Each sample is a dict containing following fields:

"img": (Union[torch.Tensor, numpy.ndarray]) Transformed image. The image is converted to torch.Tensor with shape (num_channels, height, width) if ToTensorV2 (or ToTensor) is in the transform pipeline. Otherwise, it is a numpy.ndarray with shape (height, width, num_channels).
"smap": (numpy.ndarray) Saliency map with shape (height, width). This field exists only when smap_root is not None.
"target": (int) Ground truth label.
"meta": (dict) A dictionary containing meta information like image path (with key "img_path") and original size (with key "ori_size") of the image.

Parameters

img_root (str) – Root of the image folders.
pipeline (List[Dict]) – Config of transform pipeline.
smap_root (Optional[str]) – Root of the saliency map folders. If None, no saliency maps will be loaded.
smap_extension (Optional[str]) – File extension of the saliency maps. This argument only has influence when smap_root is not None. If smap_extension is None, then the extension of the images will be used, this assumes that all the images have the same extension.
cls_to_ind_file (Optional[str]) – Path of a file (json, yaml etc.) that can be de-serialized to a dictionary, which maps class names to indices. If None, the class names (folder names under img_root) will be sorted and mapped to the sorted indices. For example, ["a", "b"] will be mapped to [0, 1], respectively.

Examples

from saliency_metrics.datasets import build_dataset

pipeline = [
    dict(type="Resize", height=5, width=5),
    dict(type="Normalize", mean=(0.5, 0.5, 0.5), std=(0.5, 0.5, 0.5)),
    dict(type="ToTensorV2",)
]

cfg = dict(
    type="ImageFolder",
    img_root="path/to/data/images/",
    pipeline=pipeline,
    smap_root="path/to/data/smaps/",
    smap_extension=".png",
    cls_to_ind_file="path/to/data/cls_to_ind_file.json",
)

dataset = build_dataset(cfg)
assert isinstance(dataset, ImageFolder)

get_cls_to_ind()[source]#

Get the dictionary mapping class names to indices.
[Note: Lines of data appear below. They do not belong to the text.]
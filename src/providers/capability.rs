//! Capability traits for the external services the workers talk to, and the
//! shared data types they return.
//!
//! Workers receive these as `Arc<dyn Trait>` at construction, so tests can
//! substitute in-memory stubs for every network dependency.

use async_trait::async_trait;
use chrono::{DateTime, Utc};
use serde::{Deserialize, Serialize};
use tubedigest_common::{Result, Searchable};

// ---------------------------------------------------------------------------
// Video platform
// ---------------------------------------------------------------------------

/// One upload returned by a channel search.
#[derive(Debug, Clone, PartialEq, Serialize, Deserialize)]
pub struct SearchHit {
    pub video_id: String,
    pub title: String,
    pub description: String,
    pub published_at: DateTime<Utc>,
}

impl Searchable for SearchHit {
    fn title(&self) -> &str {
        &self.title
    }

    fn description(&self) -> &str {
        &self.description
    }
}

/// Content details for one video.
#[derive(Debug, Clone, PartialEq, Serialize, Deserialize)]
pub struct VideoDetails {
    pub id: String,
    /// ISO-8601 duration as reported by the platform (`PT1H2M3S`, `P0D`).
    pub duration: String,
    /// Full title; search snippets may be truncated.
    pub title: Option<String>,
    pub published_at: Option<DateTime<Utc>>,
}

/// Snippet of a channel looked up by id.
#[derive(Debug, Clone, PartialEq, Serialize, Deserialize)]
pub struct ChannelDetails {
    pub id: String,
    pub title: String,
    pub description: Option<String>,
    /// Handle such as `@somechannel`, when the channel has one.
    pub custom_url: Option<String>,
}

/// A channel returned by a free-text channel search.
#[derive(Debug, Clone, PartialEq, Serialize, Deserialize)]
pub struct ChannelMatch {
    pub channel_id: String,
    pub title: String,
    pub description: Option<String>,
}

/// Read access to the video platform.
#[async_trait]
pub trait MetadataProvider: Send + Sync {
    /// Short, lowercase identifier (e.g. `"youtube"`).
    fn name(&self) -> &'static str;

    /// Uploads of `channel_id`, newest first.
    ///
    /// With `published_after` set, every upload published at or after that
    /// instant. Without it, a single page of the most recent uploads.
    async fn search(
        &self,
        channel_id: &str,
        published_after: Option<DateTime<Utc>>,
    ) -> Result<Vec<SearchHit>>;

    /// Duration details for the given video ids. Unknown ids are omitted.
    async fn video_details(&self, video_ids: &[String]) -> Result<Vec<VideoDetails>>;

    /// Snippet for a single channel id, `None` when it does not exist.
    async fn channel_details(&self, channel_id: &str) -> Result<Option<ChannelDetails>>;

    /// Channels matching a free-text query.
    async fn search_channels(&self, query: &str) -> Result<Vec<ChannelMatch>>;
}

// ---------------------------------------------------------------------------
// Language services
// ---------------------------------------------------------------------------

/// Chat-completion style text generator.
#[async_trait]
pub trait Summarizer: Send + Sync {
    fn name(&self) -> &'static str;

    /// Run one completion and return the assistant's text.
    async fn complete(&self, system: &str, user: &str) -> Result<String>;
}

/// Batch text translation.
#[async_trait]
pub trait Translator: Send + Sync {
    fn name(&self) -> &'static str;

    /// Translate every text from `source` to `target`.
    ///
    /// The result has exactly one entry per input, in input order.
    async fn translate(&self, source: &str, target: &str, texts: &[String]) -> Result<Vec<String>>;
}

// ---------------------------------------------------------------------------
// Social network
// ---------------------------------------------------------------------------

/// Publishes posts to a social page.
#[async_trait]
pub trait SocialPoster: Send + Sync {
    fn name(&self) -> &'static str;

    /// Create a post on `page_id` and return the new post's id.
    ///
    /// At least one of `link` and `message` must be given.
    async fn post(&self, page_id: &str, link: Option<&str>, message: Option<&str>)
        -> Result<String>;
}
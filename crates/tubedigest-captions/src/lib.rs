//! tubedigest-captions: caption retrieval for the transcription stage.
//!
//! This crate wraps the external caption tool (yt-dlp) behind the
//! [`CaptionSource`] trait, provides the disposable [`ScratchWorkspace`] each
//! download runs in, and turns raw SRT caption markup into plain transcript
//! text with [`normalize_transcript`].
//!
//! # Example
//!
//! ```no_run
//! use std::time::Duration;
//! use tubedigest_captions::{CaptionOutcome, CaptionSource, ScratchWorkspace, YtDlp};
//!
//! # async fn example() -> tubedigest_common::Result<()> {
//! let tool = YtDlp::discover(None, "en", Duration::from_secs(600))?;
//! let workspace = ScratchWorkspace::new()?;
//! match tool.fetch("dQw4w9WgXcQ", workspace.path()).await? {
//!     CaptionOutcome::Captions(path) => println!("captions at {}", path.display()),
//!     CaptionOutcome::NoCaptions => println!("no captions yet"),
//! }
//! # Ok(())
//! # }
//! ```

pub mod command;
pub mod tools;
pub mod transcript;
pub mod workspace;
pub mod ytdlp;

pub use command::{ToolCommand, ToolOutput};
pub use tools::{check_tool, get_tool_path, require_tool, ToolInfo};
pub use transcript::normalize_transcript;
pub use workspace::ScratchWorkspace;
pub use ytdlp::{CaptionOutcome, CaptionSource, YtDlp};
//! Shared types and pure helpers for the tubedigest workspace.
//!
//! This crate has no I/O. It provides the unified [`Error`] type, typed
//! identifiers, the content [`Stage`] tag, the compact duration parser and
//! the channel keyword filter.

pub mod duration;
pub mod error;
pub mod ids;
pub mod keywords;
pub mod stage;

pub use duration::{format_duration, parse_duration};
pub use error::{Error, Result};
pub use ids::{ContentId, FeatureId};
pub use keywords::{filter_by_keywords, Searchable};
pub use stage::Stage;
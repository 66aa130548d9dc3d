//! Channel keyword filter.

/// Anything with a title and a description that a keyword can match against.
pub trait Searchable {
    fn title(&self) -> &str;
    fn description(&self) -> &str;
}

/// Keep the items that match at least one keyword.
///
/// `keywords` is a semicolon-delimited list. Terms are trimmed and empty terms
/// are ignored. Matching is a case-insensitive substring test against the
/// title or the description. A missing or blank keyword string keeps every
/// item. Order is preserved.
pub fn filter_by_keywords<T: Searchable>(items: Vec<T>, keywords: Option<&str>) -> Vec<T> {
    let terms: Vec<String> = keywords
        .unwrap_or_default()
        .split(';')
        .map(|k| k.trim().to_lowercase())
        .filter(|k| !k.is_empty())
        .collect();

    if terms.is_empty() {
        return items;
    }

    items
        .into_iter()
        .filter(|item| {
            let title = item.title().to_lowercase();
            let description = item.description().to_lowercase();
            terms
                .iter()
                .any(|t| title.contains(t.as_str()) || description.contains(t.as_str()))
        })
        .collect()
}

#[cfg(test)]
mod tests {
    use super::*;

    #[derive(Debug, Clone, PartialEq)]
    struct Item(&'static str, &'static str);

    impl Searchable for Item {
        fn title(&self) -> &str {
            self.0
        }
        fn description(&self) -> &str {
            self.1
        }
    }

    fn sample() -> Vec<Item> {
        vec![
            Item("Election night special", "Live coverage"),
            Item("Morning show", "Guests discuss the budget"),
            Item("Cooking with Nino", ""),
        ]
    }

    #[test]
    fn blank_keywords_keep_everything() {
        assert_eq!(filter_by_keywords(sample(), None), sample());
        assert_eq!(filter_by_keywords(sample(), Some("")), sample());
        assert_eq!(filter_by_keywords(sample(), Some("   ")), sample());
        assert_eq!(filter_by_keywords(sample(), Some(" ; ;")), sample());
    }

    #[test]
    fn matching_is_case_insensitive() {
        let kept = filter_by_keywords(sample(), Some("ELECTION"));
        assert_eq!(kept, vec![Item("Election night special", "Live coverage")]);
    }

    #[test]
    fn description_only_match_is_kept() {
        let kept = filter_by_keywords(sample(), Some("budget"));
        assert_eq!(kept, vec![Item("Morning show", "Guests discuss the budget")]);
    }

    #[test]
    fn multiple_terms_preserve_order() {
        let kept = filter_by_keywords(sample(), Some(" nino ; election "));
        assert_eq!(
            kept,
            vec![
                Item("Election night special", "Live coverage"),
                Item("Cooking with Nino", ""),
            ]
        );
    }

    #[test]
    fn no_match_yields_empty() {
        assert!(filter_by_keywords(sample(), Some("football")).is_empty());
    }
}
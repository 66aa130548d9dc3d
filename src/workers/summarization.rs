//! Summarization: condense transcripts into an anonymized narrative and tag
//! the known participants.

use std::sync::Arc;
use std::time::Duration;

use async_trait::async_trait;
use tokio_util::sync::CancellationToken;
use tubedigest_common::{Error, FeatureId, Result, Stage};
use tubedigest_db::models::{ContentItem, Feature};
use tubedigest_db::pool::{get_conn, DbPool};
use tubedigest_db::queries::{contents, features};

use super::{cancellable, CycleReport, Worker};
use crate::providers::Summarizer;

/// System instruction sent with every transcript.
pub const SUMMARY_INSTRUCTION: &str = "\
You summarize radio shows, podcasts and other recorded conversations, usually between two people.

On the first line of your answer, list the names of the participants separated by commas. Put nothing else on that line.

Starting on the next line, summarize the conversation by its themes, ideas and key points. Never name or attribute statements to any participant, even when their role (host or guest) is obvious. Refer to them as \"the participants\", \"the speakers\" or \"they\", and prefer impersonal phrasing such as \"It is argued that...\" or \"The conversation explores...\".

Example: instead of \"Dr. Smith explained that climate change accelerates biodiversity loss\", write \"The conversation highlights that climate change accelerates biodiversity loss\".";

/// A summarizer answer split into its two parts.
#[derive(Debug, Clone, PartialEq, Eq)]
pub struct ParsedSummary {
    /// The first line as returned, trimmed.
    pub participants: String,
    pub summary: String,
}

/// Split a summarizer answer into the participant line and the summary body.
///
/// # Errors
///
/// [`Error::Format`] when the answer has no line break or the body is empty.
pub fn parse_summary(response: &str) -> Result<ParsedSummary> {
    let response = response.trim_start();
    let (first, rest) = response
        .split_once('\n')
        .ok_or_else(|| Error::format("summary has no participant line"))?;

    let summary = rest.trim();
    if summary.is_empty() {
        return Err(Error::format("summary body is empty"));
    }

    Ok(ParsedSummary {
        participants: first.trim().to_string(),
        summary: summary.to_string(),
    })
}

/// Features whose English last name appears as a token of the participant
/// line. Tokens are split on commas and spaces and compared case-insensitively.
pub fn match_features(participants: &str, known: &[Feature]) -> Vec<FeatureId> {
    let mut matched = Vec::new();
    for token in participants.split([',', ' ']).map(str::trim).filter(|t| !t.is_empty()) {
        let token = token.to_lowercase();
        for feature in known {
            if feature.last_name_en.to_lowercase() == token && !matched.contains(&feature.id) {
                matched.push(feature.id);
            }
        }
    }
    matched
}

pub struct SummarizationWorker {
    db: DbPool,
    summarizer: Arc<dyn Summarizer>,
    interval: Duration,
}

impl SummarizationWorker {
    pub fn new(db: DbPool, summarizer: Arc<dyn Summarizer>, interval: Duration) -> Self {
        Self {
            db,
            summarizer,
            interval,
        }
    }

    async fn summarize(
        &self,
        item: &ContentItem,
        known: &[Feature],
        cancel: &CancellationToken,
    ) -> Result<bool> {
        let transcript = item.filtered_transcript.as_deref().unwrap_or_default();
        let response = cancellable(
            cancel,
            self.summarizer.complete(SUMMARY_INSTRUCTION, transcript),
        )
        .await?;

        let parsed = parse_summary(&response)?;
        let linked = match_features(&parsed.participants, known);

        let conn = get_conn(&self.db)?;
        contents::record_summary(
            &conn,
            item.id,
            &parsed.summary,
            Some(parsed.participants.as_str()).filter(|p| !p.is_empty()),
            &linked,
        )
    }
}

#[async_trait]
impl Worker for SummarizationWorker {
    fn name(&self) -> &'static str {
        "summarization"
    }

    fn interval(&self) -> Duration {
        self.interval
    }

    async fn run_cycle(&self, cancel: &CancellationToken) -> Result<CycleReport> {
        let (items, known) = {
            let conn = get_conn(&self.db)?;
            (
                contents::list_ready(&conn, Stage::Transcribed, None)?,
                features::list_features(&conn)?,
            )
        };

        let mut report = CycleReport {
            selected: items.len(),
            ..Default::default()
        };

        for item in &items {
            tracing::info!(video_id = %item.video_id, "Requesting summary");
            match self.summarize(item, &known, cancel).await {
                Ok(true) => report.completed += 1,
                Ok(false) => {
                    report.skipped += 1;
                    tracing::debug!(video_id = %item.video_id, "Item already advanced");
                }
                Err(Error::Cancelled) => return Err(Error::Cancelled),
                Err(e) => {
                    report.failed += 1;
                    tracing::warn!(video_id = %item.video_id, error = %e, "Summarization failed");
                }
            }
        }

        Ok(report)
    }
}

#[cfg(test)]
mod tests {
    use super::*;
    use assert_matches::assert_matches;

    fn feature(first: &str, last: &str) -> Feature {
        Feature {
            id: FeatureId::new(),
            first_name_en: first.into(),
            last_name_en: last.into(),
            first_name_local: None,
            last_name_local: None,
            created_at: String::new(),
            updated_at: String::new(),
        }
    }

    #[test]
    fn splits_participants_from_body() {
        let parsed = parse_summary("Alice Smith, Bob Jones\n\nThe speakers discuss budgets.\n").unwrap();
        assert_eq!(parsed.participants, "Alice Smith, Bob Jones");
        assert_eq!(parsed.summary, "The speakers discuss budgets.");
    }

    #[test]
    fn leading_blank_lines_are_ignored() {
        let parsed = parse_summary("\n\nAlice\nBody").unwrap();
        assert_eq!(parsed.participants, "Alice");
        assert_eq!(parsed.summary, "Body");
    }

    #[test]
    fn single_line_is_format_error() {
        assert_matches!(parse_summary("Only one line"), Err(Error::Format(_)));
    }

    #[test]
    fn empty_body_is_format_error() {
        assert_matches!(parse_summary("Alice, Bob\n   \n"), Err(Error::Format(_)));
    }

    #[test]
    fn matches_last_names_case_insensitively() {
        let smith = feature("Alice", "Smith");
        let jones = feature("Bob", "Jones");
        let other = feature("Carol", "White");
        let known = vec![smith.clone(), jones.clone(), other];

        let ids = match_features("alice SMITH,Bob jones", &known);
        assert_eq!(ids, vec![smith.id, jones.id]);
    }

    #[test]
    fn first_names_and_partial_tokens_do_not_match() {
        let known = vec![feature("Alice", "Smith")];
        assert!(match_features("Alice Smithson", &known).is_empty());
    }

    #[test]
    fn repeated_name_links_once() {
        let smith = feature("Alice", "Smith");
        let ids = match_features("Smith, Smith", &[smith.clone()]);
        assert_eq!(ids, vec![smith.id]);
    }
}
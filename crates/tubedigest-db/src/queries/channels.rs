//! Channel CRUD and discovery selection.

use rusqlite::{Connection, ErrorCode};
use tubedigest_common::{Error, Result};

use crate::models::{db_now, Channel, NewChannel};

const COLS: &str = "id, name, url, description, activity_level, title_keywords,
    last_published_at, created_at, updated_at";

/// Create a channel. Fails with [`Error::Conflict`] if the id already exists.
pub fn create_channel(conn: &Connection, new: &NewChannel) -> Result<Channel> {
    let now = db_now();

    conn.execute(
        "INSERT INTO channels (id, name, url, description, activity_level, title_keywords,
                               created_at, updated_at)
         VALUES (?1, ?2, ?3, ?4, ?5, ?6, ?7, ?7)",
        rusqlite::params![
            new.id,
            new.name,
            new.url,
            new.description,
            new.activity_level,
            new.title_keywords,
            &now
        ],
    )
    .map_err(|e| match e.sqlite_error_code() {
        Some(ErrorCode::ConstraintViolation) => {
            Error::Conflict(format!("channel {} already exists", new.id))
        }
        _ => Error::database(e.to_string()),
    })?;

    Ok(Channel {
        id: new.id.clone(),
        name: new.name.clone(),
        url: new.url.clone(),
        description: new.description.clone(),
        activity_level: new.activity_level,
        title_keywords: new.title_keywords.clone(),
        last_published_at: None,
        created_at: now.clone(),
        updated_at: now,
    })
}

/// Get a channel by its external id.
pub fn get_channel(conn: &Connection, id: &str) -> Result<Option<Channel>> {
    let q = format!("SELECT {COLS} FROM channels WHERE id = ?1");
    match conn.query_row(&q, [id], Channel::from_row) {
        Ok(c) => Ok(Some(c)),
        Err(rusqlite::Error::QueryReturnedNoRows) => Ok(None),
        Err(e) => Err(Error::database(e.to_string())),
    }
}

/// List all channels ordered by name.
pub fn list_channels(conn: &Connection) -> Result<Vec<Channel>> {
    query_channels(conn, &format!("SELECT {COLS} FROM channels ORDER BY name ASC"))
}

/// List the channels discovery should visit (`activity_level > 0`).
pub fn list_active_channels(conn: &Connection) -> Result<Vec<Channel>> {
    query_channels(
        conn,
        &format!("SELECT {COLS} FROM channels WHERE activity_level > 0 ORDER BY name ASC"),
    )
}

fn query_channels(conn: &Connection, q: &str) -> Result<Vec<Channel>> {
    let mut stmt = conn.prepare(q).map_err(|e| Error::database(e.to_string()))?;
    let rows = stmt
        .query_map([], Channel::from_row)
        .map_err(|e| Error::database(e.to_string()))?
        .collect::<std::result::Result<Vec<_>, _>>()
        .map_err(|e| Error::database(e.to_string()))?;
    Ok(rows)
}

/// Update the administrative fields of a channel. The watermark is untouched.
pub fn update_channel(
    conn: &Connection,
    id: &str,
    name: &str,
    activity_level: u8,
    title_keywords: Option<&str>,
) -> Result<bool> {
    let n = conn
        .execute(
            "UPDATE channels SET name = ?1, activity_level = ?2, title_keywords = ?3,
                updated_at = ?4
             WHERE id = ?5",
            rusqlite::params![name, activity_level, title_keywords, db_now(), id],
        )
        .map_err(|e| Error::database(e.to_string()))?;
    Ok(n > 0)
}

/// Delete a channel together with its content items.
pub fn delete_channel(conn: &Connection, id: &str) -> Result<bool> {
    let n = conn
        .execute("DELETE FROM channels WHERE id = ?1", [id])
        .map_err(|e| Error::database(e.to_string()))?;
    Ok(n > 0)
}
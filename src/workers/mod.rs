//! The five enrichment workers and the loop that drives them.
//!
//! Each worker scans the store for items in its input
//! [`Stage`](tubedigest_common::Stage), performs
//! one enrichment step per item and writes the result back with a
//! stage-guarded update. Workers never call each other; the stage tag is the
//! only coordination between them.

use std::future::Future;
use std::sync::Arc;
use std::time::Duration;

use async_trait::async_trait;
use tokio_util::sync::CancellationToken;
use tubedigest_common::{Error, Result};

pub mod discovery;
pub mod publication;
pub mod summarization;
pub mod transcription;
pub mod translation;

pub use discovery::DiscoveryWorker;
pub use publication::PublicationWorker;
pub use summarization::SummarizationWorker;
pub use transcription::{PauseRange, TranscriptionWorker};
pub use translation::TranslationWorker;

/// Outcome counts for one cycle.
#[derive(Debug, Clone, Copy, Default, PartialEq, Eq)]
pub struct CycleReport {
    /// Records (or channels, for discovery) picked up by the cycle.
    pub selected: usize,
    pub completed: usize,
    /// Left unresolved without an error, e.g. no captions yet.
    pub skipped: usize,
    pub failed: usize,
}

/// A recurring enrichment task.
#[async_trait]
pub trait Worker: Send + Sync {
    fn name(&self) -> &'static str;

    /// Delay between the end of one cycle and the start of the next.
    fn interval(&self) -> Duration;

    /// Process everything currently ready for this worker.
    ///
    /// Per-item failures are handled inside the cycle. An `Err` means the
    /// cycle as a whole could not run (store unreachable, batch call failed)
    /// or was cancelled.
    async fn run_cycle(&self, cancel: &CancellationToken) -> Result<CycleReport>;
}

/// Which worker to address from the command line.
#[derive(Debug, Clone, Copy, PartialEq, Eq, Hash, clap::ValueEnum)]
pub enum WorkerKind {
    Discovery,
    Transcription,
    Summarization,
    Translation,
    Publication,
}

impl WorkerKind {
    pub const ALL: [WorkerKind; 5] = [
        WorkerKind::Discovery,
        WorkerKind::Transcription,
        WorkerKind::Summarization,
        WorkerKind::Translation,
        WorkerKind::Publication,
    ];
}

/// Drive `worker` until `cancel` fires.
///
/// The first cycle starts immediately. Each cycle runs in its own task so a
/// panic ends only that cycle. Transient errors are logged as warnings and
/// others as errors. Only [`Error::Cancelled`] and fatal errors stop the loop.
pub async fn run_worker(worker: Arc<dyn Worker>, cancel: CancellationToken) {
    let name = worker.name();
    tracing::info!(worker = name, interval_secs = worker.interval().as_secs(), "Worker started");

    loop {
        if cancel.is_cancelled() {
            tracing::info!(worker = name, "Worker shutting down");
            break;
        }

        let cycle_worker = Arc::clone(&worker);
        let cycle_cancel = cancel.clone();
        let handle =
            tokio::spawn(async move { cycle_worker.run_cycle(&cycle_cancel).await });

        match handle.await {
            Ok(Ok(report)) => log_report(name, &report),
            Ok(Err(Error::Cancelled)) => {
                tracing::info!(worker = name, "Cycle cancelled");
                break;
            }
            Ok(Err(e)) if e.is_fatal() => {
                tracing::error!(worker = name, error = %e, "Worker cannot run, stopping");
                break;
            }
            Ok(Err(e)) if e.is_transient() => {
                tracing::warn!(worker = name, error = %e, "Cycle failed, retrying next interval");
            }
            Ok(Err(e)) => {
                tracing::error!(worker = name, error = %e, "Cycle failed");
            }
            Err(e) => {
                tracing::error!(worker = name, error = %e, "Cycle task aborted");
            }
        }

        tokio::select! {
            _ = tokio::time::sleep(worker.interval()) => {}
            _ = cancel.cancelled() => { break; }
        }
    }

    tracing::info!(worker = name, "Worker stopped");
}

fn log_report(name: &str, report: &CycleReport) {
    if report.selected == 0 {
        tracing::debug!(worker = name, "Nothing to do");
    } else {
        tracing::info!(
            worker = name,
            selected = report.selected,
            completed = report.completed,
            skipped = report.skipped,
            failed = report.failed,
            "Cycle finished"
        );
    }
}

/// Await `fut` unless `cancel` fires first, in which case
/// [`Error::Cancelled`] is returned and `fut` is dropped.
pub async fn cancellable<T, F>(cancel: &CancellationToken, fut: F) -> Result<T>
where
    F: Future<Output = Result<T>>,
{
    tokio::select! {
        biased;
        _ = cancel.cancelled() => Err(Error::Cancelled),
        result = fut => result,
    }
}

/// Sleep for `duration`, returning early with [`Error::Cancelled`] on shutdown.
pub async fn pause(cancel: &CancellationToken, duration: Duration) -> Result<()> {
    cancellable(cancel, async {
        tokio::time::sleep(duration).await;
        Ok(())
    })
    .await
}
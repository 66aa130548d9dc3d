//! Transcription: download captions for discovered items and normalize them.

use std::path::PathBuf;
use std::sync::Arc;
use std::time::Duration;

use async_trait::async_trait;
use rand::Rng;
use tokio_util::sync::CancellationToken;
use tubedigest_captions::{normalize_transcript, CaptionOutcome, CaptionSource, ScratchWorkspace};
use tubedigest_common::{Error, Result, Stage};
use tubedigest_db::models::ContentItem;
use tubedigest_db::pool::{get_conn, DbPool};
use tubedigest_db::queries::contents;

use super::{cancellable, pause, CycleReport, Worker};

/// Bounds of the randomized pause between two caption downloads.
#[derive(Debug, Clone, Copy, PartialEq, Eq)]
pub struct PauseRange {
    pub min: Duration,
    pub max: Duration,
}

impl PauseRange {
    pub fn new(min: Duration, max: Duration) -> Self {
        if min <= max {
            Self { min, max }
        } else {
            Self { min: max, max: min }
        }
    }

    /// No pause at all; for tests and one-off runs.
    pub fn none() -> Self {
        Self::new(Duration::ZERO, Duration::ZERO)
    }

    /// Uniform sample in `[min, max]`.
    pub fn sample(&self) -> Duration {
        if self.min == self.max {
            return self.min;
        }
        let millis = rand::thread_rng()
            .gen_range(self.min.as_millis() as u64..=self.max.as_millis() as u64);
        Duration::from_millis(millis)
    }
}

enum ItemOutcome {
    Stored,
    NoCaptions,
    /// Another writer advanced the item first.
    Stale,
}

pub struct TranscriptionWorker {
    db: DbPool,
    captions: Arc<dyn CaptionSource>,
    scratch_root: Option<PathBuf>,
    pause: PauseRange,
    interval: Duration,
}

impl TranscriptionWorker {
    pub fn new(
        db: DbPool,
        captions: Arc<dyn CaptionSource>,
        pause: PauseRange,
        interval: Duration,
    ) -> Self {
        Self {
            db,
            captions,
            scratch_root: None,
            pause,
            interval,
        }
    }

    /// Create scratch workspaces under `root` instead of the system temp dir.
    pub fn with_scratch_root(mut self, root: impl Into<PathBuf>) -> Self {
        self.scratch_root = Some(root.into());
        self
    }

    async fn transcribe(&self, item: &ContentItem, cancel: &CancellationToken) -> Result<ItemOutcome> {
        // Dropped on every exit path below, removing the directory.
        let workspace = match &self.scratch_root {
            Some(root) => ScratchWorkspace::new_in(root)?,
            None => ScratchWorkspace::new()?,
        };

        let outcome =
            cancellable(cancel, self.captions.fetch(&item.video_id, workspace.path())).await?;
        let path = match outcome {
            CaptionOutcome::Captions(path) => path,
            CaptionOutcome::NoCaptions => return Ok(ItemOutcome::NoCaptions),
        };

        let raw = tokio::fs::read_to_string(&path).await?;
        let filtered = normalize_transcript(&raw);

        let stored = {
            let conn = get_conn(&self.db)?;
            contents::record_transcript(&conn, item.id, &raw, &filtered)?
        };
        // The transcript is committed; a leftover directory is not an item failure.
        if let Err(e) = workspace.close() {
            tracing::warn!(video_id = %item.video_id, error = %e, "Could not remove scratch workspace");
        }

        Ok(if stored {
            ItemOutcome::Stored
        } else {
            ItemOutcome::Stale
        })
    }
}

#[async_trait]
impl Worker for TranscriptionWorker {
    fn name(&self) -> &'static str {
        "transcription"
    }

    fn interval(&self) -> Duration {
        self.interval
    }

    async fn run_cycle(&self, cancel: &CancellationToken) -> Result<CycleReport> {
        let items = {
            let conn = get_conn(&self.db)?;
            contents::list_ready(&conn, Stage::Discovered, None)?
        };

        let mut report = CycleReport {
            selected: items.len(),
            ..Default::default()
        };

        for (index, item) in items.iter().enumerate() {
            if index > 0 {
                let wait = self.pause.sample();
                tracing::debug!(wait_secs = wait.as_secs(), "Pausing before next download");
                pause(cancel, wait).await?;
            }

            match self.transcribe(item, cancel).await {
                Ok(ItemOutcome::Stored) => {
                    report.completed += 1;
                    tracing::info!(video_id = %item.video_id, "Transcript stored");
                }
                Ok(ItemOutcome::NoCaptions) => {
                    report.skipped += 1;
                    tracing::info!(
                        video_id = %item.video_id,
                        "No captions available yet, will retry next cycle"
                    );
                }
                Ok(ItemOutcome::Stale) => {
                    report.skipped += 1;
                    tracing::debug!(video_id = %item.video_id, "Item already advanced");
                }
                Err(Error::Cancelled) => return Err(Error::Cancelled),
                Err(e) => {
                    report.failed += 1;
                    tracing::warn!(
                        video_id = %item.video_id,
                        error = %e,
                        "Caption download failed"
                    );
                }
            }
        }

        Ok(report)
    }
}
Return type: Dict[str, int]
Returns: A dict mapping class names to indices.

get_ind_to_cls()[source]#

Get the dictionary mapping indices to class names.

Return type: Dict[int, str]
Returns: A dict mapping indices to class names.

Functions#

build_dataset#

saliency_metrics.datasets.build_dataset(cfg, default_args=None)[source]#

Build a dataset.

Parameters

cfg (Dict) – A config dict. It should at least contain the field “type”, which is the registered name of the dataset.
default_args (Optional[Dict]) – Other default arguments.

Return type

Dataset

Returns

An instance of torch.utils.data.Dataset.

build_pipeline#

saliency_metrics.datasets.build_pipeline(cfg, default_args=None)[source]#

Build an albumentations pipeline for image augmentation.

import numpy as np
import albumentations as A
from saliency_metrics.datasets import build_pipeline

img = np.random.randint(0, 225, (250, 250), dtype=np.uint8)
bboxes = [[10, 100, 10, 100]]
labels = [0]

# build single augmentation
cfg_1 = dict(type="GaussianBlur", blur_limit=(3, 7), p=0.5)
pipeline_1 = build_pipeline(cfg_1)
img_1 = pipeline_1(image=img)["image"]

# build multiple augmentations and perform transformation for bounding boxes
cfg_2 = [
    dict(type="RandomCrop", height=200, width=200),
    dict(type="Resize", height=224, width=224),
    dict(type="ToTensorV2")
]
default_args = dict(bbox_params=A.BboxParams(format="pascal_voc", label_fields=["labels"]))
pipeline_2 = build_pipeline(cfg_2, default_args=default_args)
output_2 = pipeline_2(image=img, bboxes=bboxes, labels=labels)
img_2, bboxes_2, labels_2 = output_2["image"], output_2["bboxes"], output_2["labels"]

Parameters

cfg (Union[Dict, List]) – Config dictionary. If cfg is a dict, then the function returns a single albumentations augmentation. If cfg is a list of dict, then the function first builds each augmentation respectively, and then compose them into an albumentations.Compose.
default_args (Optional[Dict]) – Other default arguments.

Return type: Union[object, Compose]
Returns: A single albumentations augmentation or albumentations.Compose.

image_folder_collate_fn#

saliency_metrics.datasets.image_folder_collate_fn(batch, smap_as_tensor=True)[source]#

Collate function for saliency_metrics.datasets.image_folder.ImageFolder.

The collated batch is a dict that contains:

"img": (Tensor) images with shape (batch_size, num_channels, height, width).
"target": (Tensor) targets with shape (batch_size,).
"smap": (Optional[Union[Tensor, ndarray]]) saliency maps with shape (batch_size, height, width).
"meta": A dict that contains:
- "img_path": (List[str]) image paths with the length of batch_size.
- "ori_size": (List[Tuple[int, int]]) list of original spatial sizes of images.

Parameters

batch (List[Dict]) – A batch of data with length of batch_size.
smap_as_tensor (bool) – If True, batch the saliency maps to a torch.Tensor. Otherwise, batch them to a numpy.ndarray.

Return type

Dict

Returns

Collated batch.